**What the task asks**
Please return every record exactly as it appears.

**Data supplied**

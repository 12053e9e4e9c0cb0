use serde::{Deserialize, Serialize};

use crate::media::MediaItem;

/// Playback state exposed to the application layer.
#[derive(Debug, Clone, Copy, PartialEq, Eq, Serialize, Deserialize)]
pub enum PlaybackState {
    Playing,
    Paused,
}

/// Abstract native lifecycle state.
///
/// Platform adapters map their engine's lifecycle into this enum so the
/// playing/buffering derivation lives in exactly one place. An engine that is
/// waiting only because nothing is queued maps to `Idle`, not `Buffering`.
#[derive(Debug, Clone, Copy, PartialEq, Eq, Serialize, Deserialize)]
pub enum PlaybackLifecycle {
    Idle,
    Buffering,
    Ready,
    Ended,
}

/// Derives the canonical playback state from the native engine's view.
///
/// The naive native "is playing" flag goes false while buffering even though
/// the playback intent is still active, so buffering-with-intent is reported
/// as `Playing`; buffering itself is surfaced separately on the snapshot.
pub fn derive_playback_state(
    is_playing: bool,
    play_when_ready: bool,
    lifecycle: PlaybackLifecycle,
) -> PlaybackState {
    let intent_active = play_when_ready
        && !matches!(
            lifecycle,
            PlaybackLifecycle::Ended | PlaybackLifecycle::Idle
        );
    if is_playing || intent_active {
        PlaybackState::Playing
    } else {
        PlaybackState::Paused
    }
}

#[derive(Debug, Clone, Copy, PartialEq, Eq, Serialize, Deserialize)]
pub struct VideoSize {
    pub width: u32,
    pub height: u32,
}

/// Fully-derived view of one player, recomputed from the native engine on
/// every request and safe to compute repeatedly.
#[derive(Debug, Clone, PartialEq, Serialize, Deserialize)]
pub struct PlayerStateSnapshot {
    pub player_id: String,
    pub current_media_item: Option<MediaItem>,
    pub playback_position_ms: f64,
    pub playback_state: PlaybackState,
    pub playback_speed: f64,
    pub is_buffering: bool,
    pub is_fullscreen: bool,
    pub video_size: Option<VideoSize>,
}
//! Typed error enum for the player command surface.
//!
//! Command-level failures are returned to the immediate caller through
//! [`PlayerError`]; state-derivation problems (malformed native metadata)
//! never surface here — snapshot assembly degrades to absent fields instead.

use thiserror::Error;

/// Errors produced by [`crate::PlayerHandle`] calls.
#[derive(Debug, Clone, PartialEq, Eq, Error)]
pub enum PlayerError {
    /// Control thread exited before the command could be delivered.
    #[error("control thread exited before '{operation}' was delivered")]
    ControlThreadExited {
        /// Operation name used for the handle call.
        operation: &'static str,
    },
    /// Control thread dropped the response channel without answering.
    #[error("control thread dropped the response for '{operation}'")]
    ResponseDropped {
        /// Operation name used for the handle call.
        operation: &'static str,
    },
    /// The native engine reported that the media item failed to load.
    #[error("media item failed to load: {reason}")]
    LoadFailed {
        /// Failure reason carried over from the native engine.
        reason: String,
    },
    /// A newer load request replaced this one before it completed.
    #[error("media item load superseded by a newer request")]
    LoadSuperseded,
    /// A command produced a response payload of the wrong shape.
    #[error("unexpected command response payload")]
    UnexpectedResponse,
}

**Task answer**
repository 12053e9e4e9c0cb0
use serde::{Deserialize, Serialize};

use crate::media::MediaItem;

/// Playback state exposed to the application layer.
#[derive(Debug, Clone, Copy, PartialEq, Eq, Serialize, Deserialize)]
pub enum PlaybackState {
    Playing,
    Paused,
}

/// Abstract native lifecycle state.
///
/// Platform adapters map their engine's lifecycle into this enum so the
/// playing/buffering derivation lives in exactly one place. An engine that is
/// waiting only because nothing is queued maps to `Idle`, not `Buffering`.
#[derive(Debug, Clone, Copy, PartialEq, Eq, Serialize, Deserialize)]
pub enum PlaybackLifecycle {
    Idle,
    Buffering,
    Ready,
    Ended,
}

/// Derives the canonical playback state from the native engine's view.
///
/// The naive native "is playing" flag goes false while buffering even though
/// the playback intent is still active, so buffering-with-intent is reported
/// as `Playing`; buffering itself is surfaced separately on the snapshot.
pub fn derive_playback_state(
    is_playing: bool,
    play_when_ready: bool,
    lifecycle: PlaybackLifecycle,
) -> PlaybackState {
    let intent_active = play_when_ready
        && !matches!(
            lifecycle,
            PlaybackLifecycle::Ended | PlaybackLifecycle::Idle
        );
    if is_playing || intent_active {
        PlaybackState::Playing
    } else {
        PlaybackState::Paused
    }
}

#[derive(Debug, Clone, Copy, PartialEq, Eq, Serialize, Deserialize)]
pub struct VideoSize {
    pub width: u32,
    pub height: u32,
}

/// Fully-derived view of one player, recomputed from the native engine on
/// every request and safe to compute repeatedly.
#[derive(Debug, Clone, PartialEq, Serialize, Deserialize)]
pub struct PlayerStateSnapshot {
    pub player_id: String,
    pub current_media_item: Option<MediaItem>,
    pub playback_position_ms: f64,
    pub playback_state: PlaybackState,
    pub playback_speed: f64,
    pub is_buffering: bool,
    pub is_fullscreen: bool,
    pub video_size: Option<VideoSize>,
}
//! Typed error enum for the player command surface.
//!
//! Command-level failures are returned to the immediate caller through
//! [`PlayerError`]; state-derivation problems (malformed native metadata)
//! never surface here — snapshot assembly degrades to absent fields instead.

use thiserror::Error;

/// Errors produced by [`crate::PlayerHandle`] calls.
#[derive(Debug, Clone, PartialEq, Eq, Error)]
pub enum PlayerError {
    /// Control thread exited before the command could be delivered.
    #[error("control thread exited before '{operation}' was delivered")]
    ControlThreadExited {
        /// Operation name used for the handle call.
        operation: &'static str,
    },
    /// Control thread dropped the response channel without answering.
    #[error("control thread dropped the response for '{operation}'")]
    ResponseDropped {
        /// Operation name used for the handle call.
        operation: &'static str,
    },
    /// The native engine reported that the media item failed to load.
    #[error("media item failed to load: {reason}")]
    LoadFailed {
        /// Failure reason carried over from the native engine.
        reason: String,
    },
    /// A newer load request replaced this one before it completed.
    #[error("media item load superseded by a newer request")]
    LoadSuperseded,
    /// A command produced a response payload of the wrong shape.
    #[error("unexpected command response payload")]
    UnexpectedResponse,
}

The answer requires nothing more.